[Start of Attachment]

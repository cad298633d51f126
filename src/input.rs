//! Key input: a dedicated thread polling terminal events and translating
//! keys into commands.

use crate::commands::Command;
use crossbeam_channel::Sender;
use crossterm::event::{self, Event, KeyCode, KeyEventKind, KeyModifiers};
use std::sync::atomic::{AtomicBool, Ordering};
use std::sync::Arc;
use std::thread::{self, JoinHandle};
use std::time::Duration;

/// How long one poll waits before re-checking shutdown.
const POLL_TIMEOUT: Duration = Duration::from_millis(50);

/// Brightness change per keypress.
const BRIGHTNESS_STEP: u8 = 10;

/// Cycling state and starting values for the key thread.
pub struct KeyInputOptions {
    /// Expression names in cycling order (sorted).
    pub expressions: Vec<String>,
    /// Effect names in cycling order (sorted).
    pub effects: Vec<String>,
    /// Starting brightness for the nudge keys.
    pub brightness: u8,
}

/// What a keypress translates to.
#[derive(Debug, PartialEq)]
enum KeyAction {
    Command(Command),
    Quit,
    Ignore,
}

struct KeyState {
    expressions: Vec<String>,
    expression_index: Option<usize>,
    effects: Vec<String>,
    effect_index: Option<usize>,
    brightness: u8,
}

impl KeyState {
    fn new(options: KeyInputOptions) -> Self {
        Self {
            expressions: options.expressions,
            expression_index: None,
            effects: options.effects,
            effect_index: None,
            brightness: options.brightness.min(100),
        }
    }
}

/// Input actor polling the terminal for keypresses.
///
/// Key map: left/right (or p/n) cycle expressions, up/down nudge
/// brightness, `b` toggles blink, `e` cycles effects, `x` clears the
/// effect, `q`/Esc/Ctrl-C quits.
pub struct KeyInput {
    handle: Option<JoinHandle<()>>,
    shutdown: Arc<AtomicBool>,
}

impl KeyInput {
    /// Spawn the input thread.
    ///
    /// Commands go to `sender`; a quit keypress sends on `quit` and the
    /// thread exits.
    pub fn spawn(sender: Sender<Command>, quit: Sender<()>, options: KeyInputOptions) -> Self {
        let shutdown = Arc::new(AtomicBool::new(false));
        let shutdown_flag = shutdown.clone();

        let handle = thread::Builder::new()
            .name("visor-input".to_string())
            .spawn(move || {
                Self::run_loop(&sender, &quit, &shutdown_flag, KeyState::new(options));
            })
            .expect("failed to spawn input thread");

        Self {
            handle: Some(handle),
            shutdown,
        }
    }

    /// Signal the input thread to shut down.
    pub fn shutdown(&self) {
        self.shutdown.store(true, Ordering::Relaxed);
    }

    /// Signal shutdown and wait for the thread to finish.
    pub fn join(mut self) {
        self.shutdown();
        if let Some(handle) = self.handle.take() {
            let _ = handle.join();
        }
    }

    fn run_loop(
        sender: &Sender<Command>,
        quit: &Sender<()>,
        shutdown: &Arc<AtomicBool>,
        mut state: KeyState,
    ) {
        loop {
            if shutdown.load(Ordering::Relaxed) {
                break;
            }
            match event::poll(POLL_TIMEOUT) {
                Ok(true) => match event::read() {
                    Ok(Event::Key(key)) if key.kind == KeyEventKind::Press => {
                        match translate_key(key.code, key.modifiers, &mut state) {
                            KeyAction::Command(command) => {
                                if sender.send(command).is_err() {
                                    break;
                                }
                            }
                            KeyAction::Quit => {
                                let _ = quit.send(());
                                break;
                            }
                            KeyAction::Ignore => {}
                        }
                    }
                    Ok(_) => {}
                    Err(e) => tracing::warn!("input read failed: {e}"),
                },
                Ok(false) => {}
                Err(e) => tracing::warn!("input poll failed: {e}"),
            }
        }
    }
}

impl Drop for KeyInput {
    fn drop(&mut self) {
        self.shutdown();
    }
}

/// Translate one keypress against the cycling state.
fn translate_key(code: KeyCode, modifiers: KeyModifiers, state: &mut KeyState) -> KeyAction {
    if modifiers.contains(KeyModifiers::CONTROL) && code == KeyCode::Char('c') {
        return KeyAction::Quit;
    }
    match code {
        KeyCode::Char('q') | KeyCode::Esc => KeyAction::Quit,
        KeyCode::Right | KeyCode::Char('n') => cycle_expression(state, true),
        KeyCode::Left | KeyCode::Char('p') => cycle_expression(state, false),
        KeyCode::Up | KeyCode::Char('+') | KeyCode::Char('=') => {
            state.brightness = (state.brightness + BRIGHTNESS_STEP).min(100);
            KeyAction::Command(Command::SetBrightness(state.brightness))
        }
        KeyCode::Down | KeyCode::Char('-') => {
            state.brightness = state.brightness.saturating_sub(BRIGHTNESS_STEP);
            KeyAction::Command(Command::SetBrightness(state.brightness))
        }
        KeyCode::Char('b') => KeyAction::Command(Command::ToggleBlink),
        KeyCode::Char('e') => cycle_effect(state),
        KeyCode::Char('x') => KeyAction::Command(Command::ClearEffect),
        _ => KeyAction::Ignore,
    }
}

fn cycle_expression(state: &mut KeyState, forward: bool) -> KeyAction {
    if state.expressions.is_empty() {
        return KeyAction::Ignore;
    }
    let len = state.expressions.len();
    let next = match (state.expression_index, forward) {
        (Some(i), true) => (i + 1) % len,
        (Some(i), false) => (i + len - 1) % len,
        (None, true) => 0,
        (None, false) => len - 1,
    };
    state.expression_index = Some(next);
    KeyAction::Command(Command::SetExpression(state.expressions[next].clone()))
}

fn cycle_effect(state: &mut KeyState) -> KeyAction {
    if state.effects.is_empty() {
        return KeyAction::Ignore;
    }
    let next = state
        .effect_index
        .map_or(0, |i| (i + 1) % state.effects.len());
    state.effect_index = Some(next);
    KeyAction::Command(Command::SetEffect(state.effects[next].clone()))
}

#[cfg(test)]
mod tests {
    use super::*;

    fn state() -> KeyState {
        KeyState::new(KeyInputOptions {
            expressions: vec!["angry".to_string(), "happy".to_string()],
            effects: vec!["rain".to_string(), "sparkle".to_string()],
            brightness: 80,
        })
    }

    fn press(code: KeyCode, state: &mut KeyState) -> KeyAction {
        translate_key(code, KeyModifiers::NONE, state)
    }

    #[test]
    fn test_expression_cycling_wraps() {
        let mut state = state();
        assert_eq!(
            press(KeyCode::Right, &mut state),
            KeyAction::Command(Command::SetExpression("angry".to_string()))
        );
        assert_eq!(
            press(KeyCode::Right, &mut state),
            KeyAction::Command(Command::SetExpression("happy".to_string()))
        );
        assert_eq!(
            press(KeyCode::Right, &mut state),
            KeyAction::Command(Command::SetExpression("angry".to_string()))
        );
        assert_eq!(
            press(KeyCode::Left, &mut state),
            KeyAction::Command(Command::SetExpression("happy".to_string()))
        );
    }

    #[test]
    fn test_brightness_nudges_clamp() {
        let mut state = state();
        for _ in 0..4 {
            press(KeyCode::Up, &mut state);
        }
        assert_eq!(
            press(KeyCode::Up, &mut state),
            KeyAction::Command(Command::SetBrightness(100))
        );
        for _ in 0..11 {
            press(KeyCode::Down, &mut state);
        }
        assert_eq!(
            press(KeyCode::Down, &mut state),
            KeyAction::Command(Command::SetBrightness(0))
        );
    }

    #[test]
    fn test_effect_cycle_and_clear() {
        let mut state = state();
        assert_eq!(
            press(KeyCode::Char('e'), &mut state),
            KeyAction::Command(Command::SetEffect("rain".to_string()))
        );
        assert_eq!(
            press(KeyCode::Char('e'), &mut state),
            KeyAction::Command(Command::SetEffect("sparkle".to_string()))
        );
        assert_eq!(
            press(KeyCode::Char('x'), &mut state),
            KeyAction::Command(Command::ClearEffect)
        );
    }

    #[test]
    fn test_quit_keys() {
        let mut state = state();
        assert_eq!(press(KeyCode::Char('q'), &mut state), KeyAction::Quit);
        assert_eq!(press(KeyCode::Esc, &mut state), KeyAction::Quit);
        assert_eq!(
            translate_key(KeyCode::Char('c'), KeyModifiers::CONTROL, &mut state),
            KeyAction::Quit
        );
    }

    #[test]
    fn test_unmapped_keys_ignored() {
        let mut state = state();
        assert_eq!(press(KeyCode::Char('z'), &mut state), KeyAction::Ignore);
        assert_eq!(press(KeyCode::Tab, &mut state), KeyAction::Ignore);

        let empty = &mut KeyState::new(KeyInputOptions {
            expressions: Vec::new(),
            effects: Vec::new(),
            brightness: 50,
        });
        assert_eq!(press(KeyCode::Right, empty), KeyAction::Ignore);
        assert_eq!(press(KeyCode::Char('e'), empty), KeyAction::Ignore);
    }
}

[End of Attachment]

The first line of the listing above through the line containing "Sender<()>, options: KeyInputOptions)": print exactly that, both ends included.

repository cad298633d51f126
filename src/input.rs
//! Key input: a dedicated thread polling terminal events and translating
//! keys into commands.

use crate::commands::Command;
use crossbeam_channel::Sender;
use crossterm::event::{self, Event, KeyCode, KeyEventKind, KeyModifiers};
use std::sync::atomic::{AtomicBool, Ordering};
use std::sync::Arc;
use std::thread::{self, JoinHandle};
use std::time::Duration;

/// How long one poll waits before re-checking shutdown.
const POLL_TIMEOUT: Duration = Duration::from_millis(50);

/// Brightness change per keypress.
const BRIGHTNESS_STEP: u8 = 10;

/// Cycling state and starting values for the key thread.
pub struct KeyInputOptions {
    /// Expression names in cycling order (sorted).
    pub expressions: Vec<String>,
    /// Effect names in cycling order (sorted).
    pub effects: Vec<String>,
    /// Starting brightness for the nudge keys.
    pub brightness: u8,
}

/// What a keypress translates to.
#[derive(Debug, PartialEq)]
enum KeyAction {
    Command(Command),
    Quit,
    Ignore,
}

struct KeyState {
    expressions: Vec<String>,
    expression_index: Option<usize>,
    effects: Vec<String>,
    effect_index: Option<usize>,
    brightness: u8,
}

impl KeyState {
    fn new(options: KeyInputOptions) -> Self {
        Self {
            expressions: options.expressions,
            expression_index: None,
            effects: options.effects,
            effect_index: None,
            brightness: options.brightness.min(100),
        }
    }
}

/// Input actor polling the terminal for keypresses.
///
/// Key map: left/right (or p/n) cycle expressions, up/down nudge
/// brightness, `b` toggles blink, `e` cycles effects, `x` clears the
/// effect, `q`/Esc/Ctrl-C quits.
pub struct KeyInput {
    handle: Option<JoinHandle<()>>,
    shutdown: Arc<AtomicBool>,
}

impl KeyInput {
    /// Spawn the input thread.
    ///
    /// Commands go to `sender`; a quit keypress sends on `quit` and the
    /// thread exits.
    pub fn spawn(sender: Sender<Command>, quit: Sender<()>, options: KeyInputOptions) -> Self {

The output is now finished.